I realize not everyone liked the first Saints movie, but it does have a huge cult following, and made bank on DVD sales, so that is why the sequel eventually happened. And I think everyone who was hoping for magic let out a collective sigh of disappointment.

While it does seem to provide more of the same stuff we should like, it also feels, just not the same. It is hard to describe why it isn’t as good, because then I’d have to explain why I thought the first saints was good. I guess I thought it was clever, and going against stereotypes for movies like it (famous rope scene and all), but just didn’t find it present in the sequel.

Benz was pretty bad too, trying to do the exact same thing as Dafoe, but not being Dafoe it just seemed like a parody. I already said that, but it needed reinforcement.

Reinforcement is a weird word.

1 out of 4.

Dylan Dog: Dead Of Night

Speaking of movies based on comics…

Hey look, Dylan Dog: Dead Of Night!

Something I have never heard of before this movie. So must be a lower title, maybe an indie thing. Eh.

Wolf what
The scene after this was pretty hot.

Dylan Dog (Brandon Routh, or that guy who helped ruin the Superman franchise (Go Marvel!)) is a detective who helps work with the supernatural creatures.
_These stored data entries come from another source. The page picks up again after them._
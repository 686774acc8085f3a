use std::fs;
use std::path::Path;
use std::str::FromStr;

use anyhow::{Context, Result};
use serde::{Deserialize, Serialize};

use crate::elo::{DEFAULT_RATING, EloConfig};
use crate::odds::OddsWindow;
use crate::record::COMPLETED;
use crate::streak::StreakConfig;

#[derive(Debug, Clone, PartialEq, Serialize, Deserialize)]
#[serde(default)]
pub struct FeatureConfig {
    pub default_rating: f64,
    // Overrides the population-based K when set.
    pub k_factor: Option<f64>,
    pub odds_window_start: f64,
    pub odds_window_step: f64,
    pub odds_window_max: f64,
    pub injury_lookback_months: u32,
    pub completed_marker: String,
}

impl Default for FeatureConfig {
    fn default() -> Self {
        Self {
            default_rating: DEFAULT_RATING,
            k_factor: None,
            odds_window_start: 10.0,
            odds_window_step: 10.0,
            odds_window_max: 100.0,
            injury_lookback_months: 3,
            completed_marker: COMPLETED.to_string(),
        }
    }
}

impl FeatureConfig {
    /// Defaults with environment overrides applied.
    pub fn from_env() -> Self {
        Self::default().with_env_overrides()
    }

    pub fn load_json(path: &Path) -> Result<Self> {
        let raw = fs::read_to_string(path)
            .with_context(|| format!("read feature config {}", path.display()))?;
        serde_json::from_str::<Self>(&raw)
            .with_context(|| format!("parse feature config {}", path.display()))
    }

    pub fn with_env_overrides(mut self) -> Self {
        self.default_rating = env_or("FEATURES_DEFAULT_ELO", self.default_rating);
        if let Some(k) = env_parse::<f64>("FEATURES_K_FACTOR") {
            self.k_factor = Some(k);
        }
        self.odds_window_start = env_or("FEATURES_ODDS_WINDOW_START", self.odds_window_start);
        self.odds_window_step = env_or("FEATURES_ODDS_WINDOW_STEP", self.odds_window_step);
        self.odds_window_max = env_or("FEATURES_ODDS_WINDOW_MAX", self.odds_window_max);
        self.injury_lookback_months =
            env_or("FEATURES_INJURY_MONTHS", self.injury_lookback_months);
        if let Ok(marker) = std::env::var("FEATURES_COMPLETED_MARKER")
            && !marker.trim().is_empty()
        {
            self.completed_marker = marker.trim().to_string();
        }
        self
    }

    pub fn elo(&self) -> EloConfig {
        EloConfig {
            default_rating: self.default_rating,
            k_factor: self.k_factor,
        }
    }

    pub fn odds_window(&self) -> OddsWindow {
        OddsWindow {
            start: self.odds_window_start,
            step: self.odds_window_step,
            max: self.odds_window_max,
        }
    }

    pub fn streak(&self) -> StreakConfig {
        StreakConfig {
            lookback_months: self.injury_lookback_months,
            completed_marker: self.completed_marker.clone(),
        }
    }
}

fn env_parse<T: FromStr>(key: &str) -> Option<T> {
    std::env::var(key)
        .ok()
        .and_then(|val| val.trim().parse::<T>().ok())
}

fn env_or<T: FromStr>(key: &str, default: T) -> T {
    env_parse(key).unwrap_or(default)
}
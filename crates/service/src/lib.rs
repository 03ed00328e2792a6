//! Service layer: file-backed JSON stores and the session auth flows built on them.
//! - `storage` owns the persistence contract (blocking and async variants).
//! - `auth` owns the Anonymous/Authenticated state machine and route guards.
//! - No HTTP types here; hosts adapt sessions and redirects themselves.

pub mod errors;
pub mod auth;
pub mod storage;

pub use errors::StoreError;
//! Environment/runtime helpers
//!
//! Sanity checks to ensure expected directories exist at startup.

use std::path::Path;

use tracing::debug;

/// Ensure the directory holding `file` exists, creating it if needed.
pub async fn ensure_parent_dir(file: &Path) -> anyhow::Result<()> {
    let Some(dir) = file.parent().filter(|p| !p.as_os_str().is_empty()) else {
        return Ok(());
    };
    tokio::fs::create_dir_all(dir)
        .await
        .map_err(|e| anyhow::anyhow!("cannot create {}: {e}", dir.display()))?;
    debug!(dir = %dir.display(), "data directory ready");
    Ok(())
}
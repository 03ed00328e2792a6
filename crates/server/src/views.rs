//! Minimal HTML for the auth pages.

use service::auth::AuthRoutes;

fn escape(text: &str) -> String {
    let mut out = String::with_capacity(text.len());
    for ch in text.chars() {
        match ch {
            '&' => out.push_str("&amp;"),
            '<' => out.push_str("&lt;"),
            '>' => out.push_str("&gt;"),
            '"' => out.push_str("&quot;"),
            '\'' => out.push_str("&#39;"),
            c => out.push(c),
        }
    }
    out
}

fn page(title: &str, body: &str) -> String {
    format!(
        "<!doctype html>\n<html><head><meta charset=\"utf-8\"><title>{title}</title></head>\n<body>\n<h1>{title}</h1>\n{body}\n</body></html>\n"
    )
}

fn credentials_form(action: &str, submit: &str) -> String {
    format!(
        "<form method=\"post\" action=\"{action}\">\n\
         <label>Username <input type=\"text\" name=\"username\" required></label>\n\
         <label>Password <input type=\"password\" name=\"password\" required></label>\n\
         <button type=\"submit\">{submit}</button>\n\
         </form>",
        action = escape(action),
    )
}

pub fn login_page(routes: &AuthRoutes) -> String {
    let body = format!(
        "{}\n<p>No account? <a href=\"{}\">Register</a></p>",
        credentials_form(&routes.login_submit, "Log in"),
        escape(&routes.register),
    );
    page("Log in", &body)
}

pub fn register_page(routes: &AuthRoutes) -> String {
    let body = format!(
        "{}\n<p>Already registered? <a href=\"{}\">Log in</a></p>",
        credentials_form(&routes.register_submit, "Register"),
        escape(&routes.login),
    );
    page("Register", &body)
}

pub fn home_page(routes: &AuthRoutes, username: &str) -> String {
    let body = format!(
        "<p>Signed in as <strong>{}</strong>.</p>\n<p><a href=\"{}\">Log out</a></p>",
        escape(username),
        escape(&routes.logout),
    );
    page("Home", &body)
}
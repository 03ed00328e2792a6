use std::{path::{Path, PathBuf}, sync::Arc};

use serde::de::DeserializeOwned;
use serde_json::Value;
use tokio::{
    fs,
    sync::{RwLock, RwLockReadGuard, RwLockWriteGuard},
};
use tracing::{debug, instrument};

use super::snapshot::{self, JsonMap, LoadFailurePolicy, Snapshot};
use super::StoreConfig;
use crate::errors::StoreError;

/// Async JSON file-backed key-value store.
///
/// Clones share one snapshot. Mutations are applied under the write guard,
/// which is released before the file write starts, so readers never see a
/// half-applied change. Saves hold a read guard for the duration of the
/// write; two saves may still finish in either order and the last one wins.
///
/// The snapshot is loaded on `init` or on first use, and only re-read on
/// `reload`. Unreadable or malformed files reset to an empty mapping unless
/// the store is switched to [`LoadFailurePolicy::Strict`].
#[derive(Clone)]
pub struct JsonStore {
    inner: Arc<RwLock<Snapshot>>,
    file_path: PathBuf,
    auto_save: bool,
    load_policy: LoadFailurePolicy,
}
use std::{io, path::PathBuf};

use thiserror::Error;

/// Failures raised by the JSON file stores.
#[derive(Debug, Error)]
pub enum StoreError {
    #[error("malformed store file {path}: {source}")]
    Load {
        path: PathBuf,
        #[source]
        source: serde_json::Error,
    },
    #[error("cannot read store file {path}: {source}")]
    Read {
        path: PathBuf,
        #[source]
        source: io::Error,
    },
    #[error("cannot write store file {path}: {source}")]
    Write {
        path: PathBuf,
        #[source]
        source: io::Error,
    },
    #[error("cannot encode snapshot: {0}")]
    Encode(#[source] serde_json::Error),
    #[error("value at key {key:?} has unexpected shape: {source}")]
    Decode {
        key: String,
        #[source]
        source: serde_json::Error,
    },
}

impl StoreError {
    /// Stable numeric code for external mapping/logging
    pub fn code(&self) -> u16 {
        match self {
            StoreError::Load { .. } => 2001,
            StoreError::Read { .. } => 2002,
            StoreError::Write { .. } => 2101,
            StoreError::Encode(_) => 2102,
            StoreError::Decode { .. } => 2201,
        }
    }

    pub(crate) fn decode(key: &str, source: serde_json::Error) -> Self {
        Self::Decode { key: key.to_string(), source }
    }
}
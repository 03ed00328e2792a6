use std::io;
use tracing_subscriber::{fmt, EnvFilter};

/// Output format selected by `LOG_FORMAT`.
#[derive(Debug, Clone, Copy, PartialEq, Eq)]
pub enum LogFormat {
    Compact,
    Json,
}

impl LogFormat {
    /// `json` (any case) selects JSON; anything else, or unset, is compact.
    pub fn from_env_value(value: Option<&str>) -> Self {
        match value {
            Some(v) if v.trim().eq_ignore_ascii_case("json") => LogFormat::Json,
            _ => LogFormat::Compact,
        }
    }
}

/// Pick the subscriber from `LOG_FORMAT` and install it.
pub fn init_logging_from_env() {
    let value = std::env::var("LOG_FORMAT").ok();
    match LogFormat::from_env_value(value.as_deref()) {
        LogFormat::Json => init_logging_json(),
        LogFormat::Compact => init_logging_default(),
    }
}

/// Initialize tracing subscriber with sensible defaults and stdout writer.
/// - Respects `RUST_LOG` if set
/// - Falls back to `info,tower_http=info,axum=info`
/// - Writes to stdout to improve visibility in environments that hide stderr
pub fn init_logging_default() {
    let env_filter = EnvFilter::try_from_default_env()
        .unwrap_or_else(|_| EnvFilter::new("info,tower_http=info,axum=info"));
    let _ = fmt()
        .with_env_filter(env_filter)
        .with_target(false)
        .compact()
        .with_writer(io::stdout)
        .try_init();
}

/// Initialize tracing subscriber with JSON structured output.
/// - Respects `RUST_LOG` if set, defaults to `info` with store/auth events at debug
/// - Writes to stdout for consistent container logging behavior
pub fn init_logging_json() {
    let env_filter = EnvFilter::try_from_default_env()
        .unwrap_or_else(|_| EnvFilter::new("info,service=debug"));
    let _ = fmt()
        .with_env_filter(env_filter)
        .with_target(true)
        .json()
        .with_writer(io::stdout)
        .try_init();
}

#[cfg(test)]
mod tests {
    use super::*;

    #[test]
    fn log_format_parsing() {
        assert_eq!(LogFormat::from_env_value(None), LogFormat::Compact);
        assert_eq!(LogFormat::from_env_value(Some("JSON")), LogFormat::Json);
        assert_eq!(LogFormat::from_env_value(Some(" json ")), LogFormat::Json);
        assert_eq!(LogFormat::from_env_value(Some("pretty")), LogFormat::Compact);
    }
}
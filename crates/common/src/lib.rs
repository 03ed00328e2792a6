pub mod types;
pub mod utils;
pub mod env;

#[cfg(test)]
mod tests {
    use super::*;

    #[test]
    fn health_type_ok() {
        let h = types::Health { status: "ok" };
        assert_eq!(h.status, "ok");
        assert_eq!(serde_json::to_value(&h).unwrap(), serde_json::json!({"status": "ok"}));
    }
}
//! File-backed JSON key-value stores.
//!
//! [`JsonStore`] (async, tokio) and [`BlockingJsonStore`] (std) share the
//! same contract and the same [`snapshot::Snapshot`] engine. Each instance
//! owns one file. Keys are a single flat namespace: if one instance also
//! serves as a user directory, application keys and usernames collide.
//!
//! **Single-process only.** Saves truncate and overwrite the file in place,
//! so two processes (or a crash mid-write) can leave it clobbered or
//! truncated.

pub mod blocking;
pub mod json_store;
pub mod snapshot;

use std::path::PathBuf;

use serde::{Deserialize, Serialize};

pub use blocking::BlockingJsonStore;
pub use json_store::JsonStore;
pub use snapshot::{JsonMap, LoadFailurePolicy};

/// Construction parameters shared by both store variants.
#[derive(Debug, Clone, PartialEq, Eq, Serialize, Deserialize)]
pub struct StoreConfig {
    #[serde(default = "default_filename")]
    pub filename: PathBuf,
    #[serde(default = "default_auto_save")]
    pub auto_save: bool,
    /// Falls back to the variant's own default when unset.
    #[serde(default)]
    pub load_failure: Option<LoadFailurePolicy>,
}

fn default_filename() -> PathBuf { PathBuf::from("db.json") }
fn default_auto_save() -> bool { true }

impl Default for StoreConfig {
    fn default() -> Self {
        Self { filename: default_filename(), auto_save: default_auto_save(), load_failure: None }
    }
}
use thiserror::Error;

use crate::errors::StoreError;

/// Failures of the auth workflows. Bad credentials and taken usernames are
/// not errors; they are [`super::domain::AuthOutcome`]s.
#[derive(Debug, Error)]
pub enum AuthError {
    #[error("user directory unavailable: {0}")]
    Store(#[from] StoreError),
    #[error("directory entry for {username:?} is not a user record: {reason}")]
    Corrupt { username: String, reason: String },
}

impl AuthError {
    /// Stable numeric code for external mapping/logging
    pub fn code(&self) -> u16 {
        match self {
            AuthError::Store(e) => e.code(),
            AuthError::Corrupt { .. } => 1201,
        }
    }
}
use std::collections::HashSet;
use std::path::PathBuf;

use anyhow::{anyhow, Result};
use serde::Deserialize;
use service::auth::AuthRoutes;
use service::storage::{LoadFailurePolicy, StoreConfig};

#[derive(Debug, Clone, Deserialize)]
pub struct AppConfig {
    #[serde(default)]
    pub server: ServerConfig,
    #[serde(default = "default_store")]
    pub store: StoreConfig,
    #[serde(default)]
    pub auth: AuthRoutes,
}

impl Default for AppConfig {
    fn default() -> Self {
        Self { server: ServerConfig::default(), store: default_store(), auth: AuthRoutes::default() }
    }
}

#[derive(Debug, Clone, Deserialize)]
pub struct ServerConfig {
    pub host: String,
    pub port: u16,
    #[serde(default)]
    pub worker_threads: Option<usize>,
}

impl Default for ServerConfig {
    fn default() -> Self {
        Self { host: "127.0.0.1".into(), port: 8080, worker_threads: Some(4) }
    }
}

/// The user directory lives under `data/` unless configured otherwise.
fn default_store() -> StoreConfig {
    StoreConfig { filename: PathBuf::from("data/users.json"), ..StoreConfig::default() }
}

pub fn load_default() -> Result<AppConfig> {
    let path = std::env::var("CONFIG_PATH").unwrap_or_else(|_| "config.toml".to_string());
    load_from_file(&path)
}

pub fn load_from_file(path: &str) -> Result<AppConfig> {
    let content = std::fs::read_to_string(path)?;
    parse(&content)
}

pub fn parse(content: &str) -> Result<AppConfig> {
    let cfg: AppConfig = toml::from_str(content)?;
    Ok(cfg)
}

impl AppConfig {
    /// Config file when present, environment variables otherwise.
    pub fn load_and_validate() -> Result<Self> {
        let mut cfg = match load_default() {
            Ok(cfg) => cfg,
            Err(_) => Self::from_env(),
        };
        cfg.normalize_and_validate()?;
        Ok(cfg)
    }

    /// Built from `SERVER_HOST`, `SERVER_PORT`, `TOKIO_WORKER_THREADS`,
    /// `STORE_FILE`, `STORE_AUTO_SAVE` and `STORE_LOAD_FAILURE`, with
    /// defaults for anything unset.
    pub fn from_env() -> Self {
        Self::from_lookup(|key| std::env::var(key).ok())
    }

    fn from_lookup<F>(get: F) -> Self
    where
        F: Fn(&str) -> Option<String>,
    {
        let mut cfg = AppConfig::default();
        if let Some(host) = get("SERVER_HOST") {
            cfg.server.host = host;
        }
        if let Some(port) = get("SERVER_PORT").and_then(|p| p.parse::<u16>().ok()) {
            cfg.server.port = port;
        }
        if let Some(w) = get("TOKIO_WORKER_THREADS").and_then(|v| v.parse::<usize>().ok()) {
            cfg.server.worker_threads = Some(w);
        }
        if let Some(file) = get("STORE_FILE") {
            cfg.store.filename = PathBuf::from(file);
        }
        if let Some(flag) = get("STORE_AUTO_SAVE").and_then(|v| parse_bool(&v)) {
            cfg.store.auto_save = flag;
        }
        if let Some(policy) = get("STORE_LOAD_FAILURE").and_then(|v| parse_policy(&v)) {
            cfg.store.load_failure = Some(policy);
        }
        cfg
    }

    pub fn normalize_and_validate(&mut self) -> Result<()> {
        self.server.normalize()?;
        validate_store(&self.store)?;
        validate_routes(&self.auth)?;
        Ok(())
    }
}

impl ServerConfig {
    fn normalize(&mut self) -> Result<()> {
        if self.host.trim().is_empty() {
            self.host = "127.0.0.1".to_string();
        }
        if self.port == 0 {
            return Err(anyhow!("server.port must be in 1..=65535"));
        }
        match self.worker_threads {
            Some(0) | None => self.worker_threads = Some(4),
            Some(_) => {}
        }
        Ok(())
    }
}

fn validate_store(store: &StoreConfig) -> Result<()> {
    if store.filename.as_os_str().is_empty() {
        return Err(anyhow!("store.filename must not be empty"));
    }
    Ok(())
}

/// Paths served outside the auth routes.
const RESERVED_PATHS: &[&str] = &["/health"];

fn validate_routes(routes: &AuthRoutes) -> Result<()> {
    let mut seen = HashSet::new();
    for (name, path) in routes.all() {
        if !path.starts_with('/') {
            return Err(anyhow!("auth.{name} must start with '/': {path:?}"));
        }
        if RESERVED_PATHS.contains(&path) {
            return Err(anyhow!("auth.{name} uses a reserved path: {path:?}"));
        }
        if !seen.insert(path) {
            return Err(anyhow!("auth.{name} duplicates another auth path: {path:?}"));
        }
    }
    Ok(())
}

fn parse_bool(v: &str) -> Option<bool> {
    match v.trim().to_ascii_lowercase().as_str() {
        "1" | "true" | "yes" | "on" => Some(true),
        "0" | "false" | "no" | "off" => Some(false),
        _ => None,
    }
}

fn parse_policy(v: &str) -> Option<LoadFailurePolicy> {
    match v.trim().to_ascii_lowercase().as_str() {
        "strict" => Some(LoadFailurePolicy::Strict),
        "reset" => Some(LoadFailurePolicy::Reset),
        _ => None,
    }
}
Werewolves, vampires, ghosts, zombies, whatever. Or at least he used to be.

Now with his assistant Marcus (Sam Huntington), he is a normal detective. That is until a girl (Anita Briem) brings him a case pulling him back in. He stopped doing it because vampires were mad, he killed a bunch of elders (accidentally?). This leads him to werewolves, vampires, ghosts, zombies. Kind of everything I mentioned earlier I guess.

Also, early on his partner dies, and becomes a zombie. Yay zombie! One of the main vampires (and thus bad people) is played by Taye Diggs. Eventually Dylan Dog will figure it all out, and save the day. Also, his partner is a zombie.

Zombie
Zombies can come out of morgues all like, “What? What happened? I’m not dead, asshole.”

So uhh, as a comedy horror action thing, I found it to be lacking hard in at least two of the categories. Apparently these comics are big in Italy, and pretty much everyone has read at least one. I heard they also hate this movie, because it is nothing like the comic which also serves as a form of social commentary. That sounds pretty cool actually, because I didn’t see any social comentary in this movie.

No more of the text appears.